━━━ Extracted material
//! Remote path utilities
//!
//! Remote paths always use `/` as separator, for both SFTP and FTP servers
//! (Windows servers included). Every path is normalized before it reaches a
//! protocol session or forms an operation lock key, so `/a/./b.txt` and
//! `/a//b.txt` contend for the same lock.

/// Check if a remote path is absolute.
pub fn is_absolute(path: &str) -> bool {
    path.starts_with('/')
}

/// Normalize an absolute remote path: collapse duplicate separators and
/// resolve `.` and `..`. `..` never climbs above `/`.
pub fn normalize(path: &str) -> String {
    let mut parts: Vec<&str> = Vec::new();
    for segment in path.split('/') {
        match segment {
            "" | "." => {}
            ".." => {
                parts.pop();
            }
            other => parts.push(other),
        }
    }
    if parts.is_empty() {
        "/".to_string()
    } else {
        format!("/{}", parts.join("/"))
    }
}

/// Resolve `path` against `root` (used for relative paths) and normalize.
pub fn resolve(root: &str, path: &str) -> String {
    let trimmed = path.trim();
    if is_absolute(trimmed) {
        normalize(trimmed)
    } else if trimmed.is_empty() {
        normalize(root)
    } else {
        normalize(&join(root, trimmed))
    }
}

/// Join remote path components using `/` separator.
pub fn join(base: &str, component: &str) -> String {
    let component = component.trim_start_matches('/');
    if base.ends_with('/') {
        format!("{}{}", base, component)
    } else {
        format!("{}/{}", base, component)
    }
}

/// Parent directory of a normalized path; `/` is its own parent.
pub fn parent(path: &str) -> &str {
    match path.trim_end_matches('/').rfind('/') {
        Some(0) | None => "/",
        Some(idx) => &path[..idx],
    }
}

/// Final component of a path (empty for `/`).
pub fn file_name(path: &str) -> &str {
    let trimmed = path.trim_end_matches('/');
    match trimmed.rfind('/') {
        Some(idx) => &trimmed[idx + 1..],
        None => trimmed,
    }
}

/// Whether `path` is `ancestor` itself or lies beneath it.
pub fn is_within(ancestor: &str, path: &str) -> bool {
    if ancestor == "/" {
        return true;
    }
    path == ancestor
        || path
            .strip_prefix(ancestor)
            .is_some_and(|rest| rest.starts_with('/'))
}
/// Command loop. Returns the raw stream when the client asked for
/// `AUTH TLS` and the server agreed.
async fn serve<S>(
    stream: S,
    shared: &Shared,
    mut kill: watch::Receiver<u64>,
    greet: bool,
    secure: bool,
) -> Option<S>
where
    S: AsyncRead + AsyncWrite + Unpin,
{
    let (read_half, mut out) = tokio::io::split(stream);
    let mut lines = BufReader::new(read_half).lines();
    let mut user = String::new();
    let mut pending: Option<TcpListener> = None;
    let mut rename_from: Option<String> = None;

    if greet && reply(&mut out, "220 fake ftp ready").await.is_err() {
        return None;
    }

    loop {
        let line = tokio::select! {
            _ = kill.changed() => return None,
            line = lines.next_line() => match line {
                Ok(Some(line)) => line,
                _ => return None,
            },
        };
        shared.commands.lock().push((line.clone(), secure));
        let (cmd, arg) = match line.split_once(' ') {
            Some((c, a)) => (c.to_ascii_uppercase(), a.to_string()),
            None => (line.to_ascii_uppercase(), String::new()),
        };

        let result = match cmd.as_str() {
            "AUTH" if shared.options.tls == FakeTls::Explicit && !secure => {
                if reply(&mut out, "234 Proceed with negotiation.").await.is_err() {
                    return None;
                }
                let read_half = lines.into_inner().into_inner();
                return Some(read_half.unsplit(out));
            }
            "PBSZ" if secure => reply(&mut out, "200 PBSZ=0").await,
            "PROT" if secure => reply(&mut out, "200 Protection level set to P").await,
            "USER" => {
                user = arg;
                reply(&mut out, "331 Please specify the password.").await
            }
            "PASS" => {
                if user == "anonymous" || arg == shared.options.password {
                    shared.logins.fetch_add(1, Ordering::SeqCst);
                    reply(&mut out, "230 Login successful.").await
                } else {
                    reply(&mut out, "530 Login incorrect.").await
                }
            }
            "FEAT" => {
                let mut text = String::from("211-Features:\r\n");
                if shared.options.mlsd {
                    text.push_str(" MLST type*;size*;modify*;\r\n");
                }
                if shared.options.epsv {
                    text.push_str(" EPSV\r\n");
                }
                text.push_str(" UTF8\r\n211 End");
                reply(&mut out, &text).await
            }
            "TYPE" | "OPTS" | "NOOP" => reply(&mut out, "200 OK").await,
            "EPSV" if shared.options.epsv => {
                let listener = TcpListener::bind("127.0.0.1:0").await.unwrap();
                let port = listener.local_addr().unwrap().port();
                pending = Some(listener);
                reply(
                    &mut out,
                    &format!("229 Entering Extended Passive Mode (|||{}|)", port),
                )
                .await
            }
            "PASV" => {
                let listener = TcpListener::bind("127.0.0.1:0").await.unwrap();
                let port = listener.local_addr().unwrap().port();
                pending = Some(listener);
                reply(
                    &mut out,
                    &format!(
                        "227 Entering Passive Mode (127,0,0,1,{},{})",
                        port >> 8,
                        port & 0xff
                    ),
                )
                .await
            }
            "LIST" | "MLSD" => {
                let listing = {
                    let fs = shared.fs.lock();
                    fs.dirs
                        .contains(&arg)
                        .then(|| render_listing(&fs, &arg, cmd == "MLSD"))
                };
                match (listing, pending.take()) {
                    (Some(body), Some(listener)) => {
                        send_data(&mut out, listener, body.into_bytes()).await
                    }
                    (None, _) => reply(&mut out, "550 No such file or directory.").await,
                    (_, None) => reply(&mut out, "425 Use PASV or EPSV first.").await,
                }
            }
            "RETR" => {
                let data = shared.fs.lock().files.get(&arg).cloned();
                match (data, pending.take()) {
                    (Some(data), Some(listener)) => send_data(&mut out, listener, data).await,
                    (None, _) => reply(&mut out, "550 No such file or directory.").await,
                    (_, None) => reply(&mut out, "425 Use PASV or EPSV first.").await,
                }
            }
            "STOR" => match pending.take() {
                Some(listener) => {
                    let result = receive_data(&mut out, listener).await;
                    match result {
                        Ok(data) => {
                            shared.fs.lock().files.insert(arg, data);
                            reply(&mut out, "226 Transfer complete.").await
                        }
                        Err(e) => Err(e),
                    }
                }
                None => reply(&mut out, "425 Use PASV or EPSV first.").await,
            },
            "MLST" => {
                let facts = {
                    let fs = shared.fs.lock();
                    if fs.dirs.contains(&arg) {
                        Some(format!("type=dir;modify=20250101000000; {}", arg))
                    } else {
                        fs.files.get(&arg).map(|data| {
                            format!("type=file;size={};modify=20250101000000; {}", data.len(), arg)
                        })
                    }
                };
                match facts {
                    Some(facts) if shared.options.mlsd => {
                        reply(&mut out, &format!("250-Listing {}\r\n {}\r\n250 End", arg, facts))
                            .await
                    }
                    None if shared.options.mlsd => {
                        reply(&mut out, "550 No such file or directory.").await
                    }
                    _ => reply(&mut out, "500 Unknown command.").await,
                }
            }
            "DELE" => {
                let removed = shared.fs.lock().files.remove(&arg).is_some();
                if removed {
                    reply(&mut out, "250 Delete operation successful.").await
                } else {
                    reply(&mut out, "550 No such file or directory.").await
                }
            }
            "RMD" => {
                let outcome = {
                    let mut fs = shared.fs.lock();
                    if !fs.dirs.contains(&arg) {
                        "550 No such file or directory."
                    } else if !fs.children(&arg).is_empty() {
                        "550 Directory not empty."
                    } else {
                        fs.dirs.remove(&arg);
                        "250 Remove directory operation successful."
                    }
                };
                reply(&mut out, outcome).await
            }
            "MKD" => {
                let created = {
                    let mut fs = shared.fs.lock();
                    !fs.exists(&arg) && fs.dirs.insert(arg.clone())
                };
                if created {
                    reply(&mut out, &format!("257 \"{}\" created", arg)).await
                } else {
                    reply(&mut out, "550 Create directory operation failed.").await
                }
            }
            "RNFR" => {
                if shared.fs.lock().exists(&arg) {
                    rename_from = Some(arg);
                    reply(&mut out, "350 Ready for RNTO.").await
                } else {
                    reply(&mut out, "550 No such file or directory.").await
                }
            }
            "RNTO" => match rename_from.take() {
                Some(from) => {
                    shared.fs.lock().rename(&from, &arg);
                    reply(&mut out, "250 Rename successful.").await
                }
                None => reply(&mut out, "503 RNFR required first.").await,
            },
            "QUIT" => {
                let _ = reply(&mut out, "221 Goodbye.").await;
                return None;
            }
            _ => reply(&mut out, "502 Command not implemented.").await,
        };

        if result.is_err() {
            return None;
        }
    }
}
━━━━━━
What you should do: Each line that includes the string "size" should be copied from the data.

Response to the exercise:
                    text.push_str(" MLST type*;size*;modify*;\r\n");
                            format!("type=file;size={};modify=20250101000000; {}", data.len(), arg)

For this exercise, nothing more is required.